== Segment start ==

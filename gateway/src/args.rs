use clap::Parser;
use stevedore_common::args::{
    CloudArgs, DatabaseArgs, RetentionArgs, RuntimeArgs, UpstreamArgs, WebSocketArgs,
};

#[derive(Parser, Debug, Clone)]
#[command(name = "stevedore", about = "Local AWS-compatible container control plane")]
pub struct Cli {
    /// Listen address
    #[arg(long, env = "STEVEDORE_HOST", default_value = "0.0.0.0")]
    pub host: String,

    /// Listen port
    #[arg(long, env = "STEVEDORE_PORT", default_value_t = 8080)]
    pub port: u16,

    #[clap(flatten)]
    pub cloud: CloudArgs,

    #[clap(flatten)]
    pub runtime: RuntimeArgs,

    #[clap(flatten)]
    pub database: DatabaseArgs,

    #[clap(flatten)]
    pub websocket: WebSocketArgs,

    #[clap(flatten)]
    pub retention: RetentionArgs,

    #[clap(flatten)]
    pub upstream: UpstreamArgs,
}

== Segment end ==

# Exercise prompt:
Search the listing for the string "long". Copy each line where it turns up.

# Response to this task:
    #[arg(long, env = "STEVEDORE_HOST", default_value = "0.0.0.0")]
    #[arg(long, env = "STEVEDORE_PORT", default_value_t = 8080)]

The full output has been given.